### Stored data
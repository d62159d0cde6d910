//! Events for the update session state machine.
//!
//! This modules is private and restricted to the
//! [`update_session`](crate::update_session) scope. The public interface of
//! the state machine is provided by [`update_session`](crate::update_session).
//!
//! ```ignore
//! use super::events::*;
//! ```
//!
//! Refer to the [`state_machine`](super::state_machine) module for an overview
//! of states, events and transitions.

use super::context::FailureReason;
use crate::protocol::Frame;

// =============================================================================
// Crate-Public Interface
// =============================================================================

// PrepareChunkEvent ===========================================================

/// Event fired to trigger a transition to the `Preparing` state.
///
/// This event can happen under one of the following circumstances:
///
///  1. While at the `Requesting` state, when the board accepted the update
///     request.
///  2. While at the `Sending` state, when the board acknowledged the chunk
///     that was just sent.
#[derive(Debug)]
pub(crate) struct PrepareChunkEvent {}

// ChunkReadyEvent =============================================================

/// Event fired from the `Preparing` state when the next chunk of the image has
/// been packed into a frame. It triggers a transition to the `Sending` state
/// with a fresh retry counter.
#[derive(Debug)]
pub(crate) struct ChunkReadyEvent {
    /// The `ProgramData` frame carrying the chunk. Moved to the next state.
    pub packet: Frame,
}

// RetransmitEvent =============================================================

/// Event fired from the `Sending` state when the board refused the chunk. The
/// same, unmodified frame is sent again from a new `Sending` state.
#[derive(Debug)]
pub(crate) struct RetransmitEvent {
    pub packet: Frame,
    /// Number of refusals received so far for this chunk.
    pub retry_count: u32,
}

// DoneEvent ===================================================================

/// Event fired when the session completes and is about to terminate. It
/// triggers a transition to the `Done` state.
///
/// This event can happen at any state due to the normal end of the transfer,
/// a cancellation, or a failure of the board or the link.
#[derive(Debug)]
pub(crate) struct DoneEvent {
    pub result: Result<(), FailureReason>,
}

// ExitEvent ===================================================================

/// The last event of a session. It makes the event loop terminate and hand
/// the outcome back to the caller.
#[derive(Debug)]
pub(crate) struct ExitEvent {
    pub result: Result<(), FailureReason>,
}

// Events enum =================================================================

/// Events that can be triggered within the update session state machine.
///
/// Each possible value holds an `event`, which in turn may hold additional data
/// for the state transition. Such data is passed by the origin state for
/// potential use by the target state.
#[derive(Debug)]
pub(crate) enum Event {
    PrepareChunk(PrepareChunkEvent),
    ChunkReady(ChunkReadyEvent),
    Retransmit(RetransmitEvent),
    Done(DoneEvent),
    Exit(ExitEvent),
}

impl Event {
    /// Shorthand for ending the session with `result`.
    pub(crate) fn done(result: Result<(), FailureReason>) -> Self {
        Event::Done(DoneEvent { result })
    }
}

### Directions for this task
If a line of the entries holds the word "PrepareChunkEvent", copy it out.

### Solution
// PrepareChunkEvent ===========================================================
pub(crate) struct PrepareChunkEvent {}
    PrepareChunk(PrepareChunkEvent),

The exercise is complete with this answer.